Things to Read and Listen To

Private maritime security companies: Lt. Kurt Albaugh's discussion of how private companies fill a need in counter-piracy with some more discussion at LCDR Claude Berube's “The Evolution of Privateers to PCASPs”

A little naval history about a "disruptive thinker" in a series by LCDR B. J. Armstrong: A Junior Officer and a Discovery", The Gritty Truth of Junior Leader Innovation and Expertise, Voice, Grit and Listening . . . a Look at the Possible.

A little discussion of "disruptive thinkers" on the latest Midrats episode Episode 127: Disruption, Disfunction & Leadership. Which may or may not play into a discussion of a military "generation gap" at Jeannette Haynie's "The Military Generation Gap (or 'What's Wrong with These Fools?"), with reading the comments highly recommended because there is a real discussion there, which, after all is one of the goals of the USNI.

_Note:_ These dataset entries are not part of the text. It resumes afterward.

use std::fmt::Display;
use std::path::PathBuf;

use itertools::Itertools;

pub trait ErrorType: Display + PartialEq {}

#[derive(Debug, PartialEq, Clone, Default)]
pub struct Location {
    pub file: PathBuf,
    pub line: usize
}

impl Location {
    pub fn new(file: impl Into<PathBuf>, line: usize) -> Self {
        Location { file: file.into(), line }
    }
}

impl Display for Location {
    fn fmt(&self, f: &mut std::fmt::Formatter<'_>) -> std::fmt::Result {
        if self.line == 0 {
            write!(f, "{}", self.file.display())
        } else {
            write!(f, "{}:{}", self.file.display(), self.line)
        }
    }
}

#[derive(Debug, PartialEq)]
pub struct Error<T: ErrorType> {
    pub location: Location,
    pub error: T
}

impl<T: ErrorType> Display for Error<T> {
    fn fmt(&self, f: &mut std::fmt::Formatter<'_>) -> std::fmt::Result {
        write!(f, "\x1b[31;49;1m[{}]\x1b[39;49;1m  {}\x1b[0m", self.location, self.error)
    }
}

pub type Errors<T> = Vec<Error<T>>;

// One error per line, in the order they were found
pub fn render_errors<T: ErrorType>(errors: &[Error<T>]) -> String {
    errors.iter().join("\n")
}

Missing from all this is some of the chat room discussion from the Midrat's show linked above, which included suggestions that some (all?) of the older generation of military leaders retire or otherwise get out of the way to make room for the new. Such suggestions are, as you might guess, usually made by the younger crowd. I might have even made the same suggestions when I was a young ensign . . .

About a zillion years ago, when I was somewhat younger myself, there was this Bob Dylan song that also raised a similar argument, The Times They Are A-Changin':
Come mothers and fathers
Throughout the land
And don’t criticize
What you can’t understand
Your sons and your daughters
Are beyond your command
Your old road is rapidly agin’
Please get out of the new one if you can’t lend your hand
For the times they are a-changin’
Change "mothers and fathers" to "generals and admirals" and, well, there is an anthem there for someone to seize on.

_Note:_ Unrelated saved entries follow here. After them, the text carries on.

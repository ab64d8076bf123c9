/*
    This module enumerates the sentences of a grammar

    Every sentence reachable from the start symbol within the depth budget is
    produced, in a fixed order, one at a time. Nothing is generated until the
    caller asks for it, so unbounded grammars can be sampled with a limit.
*/

#[cfg(test)]
mod property_tests;

use std::iter;

use itertools::Itertools;
use tracing::{debug, warn};

use crate::grammar::*;

// A fully terminal sequence of tokens
pub type Sentence = Vec<String>;

// A lazy, single-pass stream of sentences borrowing the grammar
pub type Expansions<'g> = Box<dyn Iterator<Item = Sentence> + 'g>;

// Depth used when the caller doesn't give one
pub const UNBOUNDED_DEPTH: usize = usize::MAX;

/// Expands one symbol into every token sequence it can derive.
///
/// A terminal always yields itself, even at depth 0. A nonterminal needs at
/// least one unit of depth to be rewritten; each of its productions is then
/// expanded, in grammar order, with one unit less. A nonterminal without
/// productions yields nothing.
pub fn expand_symbol<'g, G>(grammar: &'g G, symbol: &Symbol, depth: usize) -> Expansions<'g>
where
    G: Productions + ?Sized,
{
    match symbol {
        Symbol::Terminal(token) => Box::new(iter::once(vec![token.clone()])),
        Symbol::Nonterminal(_) if depth == 0 => Box::new(iter::empty()),
        Symbol::Nonterminal(name) => Box::new(
            grammar
                .productions_for(name)
                .iter()
                .flat_map(move |alternative| expand_sequence(grammar, alternative, depth - 1)),
        ),
    }
}

/// Expands a sequence of symbols into the cross product of their expansions.
///
/// The first symbol varies slowest. Every symbol gets the same `depth`; it is
/// only spent when a nonterminal is rewritten. An empty sequence yields one
/// empty sentence.
pub fn expand_sequence<'g, G>(grammar: &'g G, symbols: &'g [Symbol], depth: usize) -> Expansions<'g>
where
    G: Productions + ?Sized,
{
    let Some((first, rest)) = symbols.split_first() else {
        return Box::new(iter::once(Vec::new()));
    };

    // The tail is re-expanded for every head, so only one path is live at a time
    Box::new(expand_symbol(grammar, first, depth).flat_map(move |head| {
        expand_sequence(grammar, rest, depth).map(move |tail| {
            let mut sentence = Vec::with_capacity(head.len() + tail.len());
            sentence.extend_from_slice(&head);
            sentence.extend(tail);
            sentence
        })
    }))
}

/// The sentences of a grammar, in enumeration order.
///
/// Returned by [`generate_iter`]. It can only be walked once; call
/// `generate_iter` again to start over.
pub struct Sentences<'g> {
    expansions: Expansions<'g>,
}

impl Iterator for Sentences<'_> {
    type Item = Sentence;

    fn next(&mut self) -> Option<Sentence> {
        self.expansions.next()
    }
}

/// Lazily enumerates sentences derivable from `start` (or the grammar's own
/// start symbol) within `depth` rewrites (unbounded when `None`).
pub fn generate_iter<'g, G>(grammar: &'g G, start: Option<&str>, depth: Option<usize>) -> Sentences<'g>
where
    G: Productions + ?Sized,
{
    let start = start.unwrap_or_else(|| grammar.start_symbol());
    let depth = depth.unwrap_or(UNBOUNDED_DEPTH);

    if grammar.productions_for(start).is_empty() {
        warn!(start, "start symbol has no productions, nothing will be generated");
    }
    debug!(start, depth, "enumerating sentences");

    // A one-symbol sequence expands to exactly that symbol's expansions
    let start = Symbol::Nonterminal(start.to_string());
    Sentences {
        expansions: expand_symbol(grammar, &start, depth),
    }
}

/// Collects at most `limit` sentences (all of them when `None`).
///
/// Without a limit this only returns if the enumeration is finite, either
/// because `depth` is bounded or because the grammar is not recursive.
pub fn generate<G>(grammar: &G, start: Option<&str>, depth: Option<usize>, limit: Option<usize>) -> Vec<Sentence>
where
    G: Productions + ?Sized,
{
    let sentences = generate_iter(grammar, start, depth);
    let generated = match limit {
        Some(limit) => sentences.take(limit).collect_vec(),
        None => sentences.collect_vec(),
    };

    debug!(count = generated.len(), "generation finished");
    return generated;
}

I would note, however, before the crowd runs amok and demands gray haired heads on pikes, that Halsey, Nimitz, Mitscher, Spruance, Eisenhower, MacArthur, King, Leahy, Patton, and Marshall were all in their 50's or older in 1941 when the U.S. got into WWII. Omar Bradley was "only" 48 when at the start of U.S. involvement.

So, yeah, there is always going to be a "generation gap" but the seems to me that the key is not to toss off the old just because of some arbitrary age thing.

UPDATE: Oh, got caught in something else and forgot to mention that you should be looking over at Information Dissemination for a slew of great guest posts put there as part of ID's 5th anniversary - all great reads.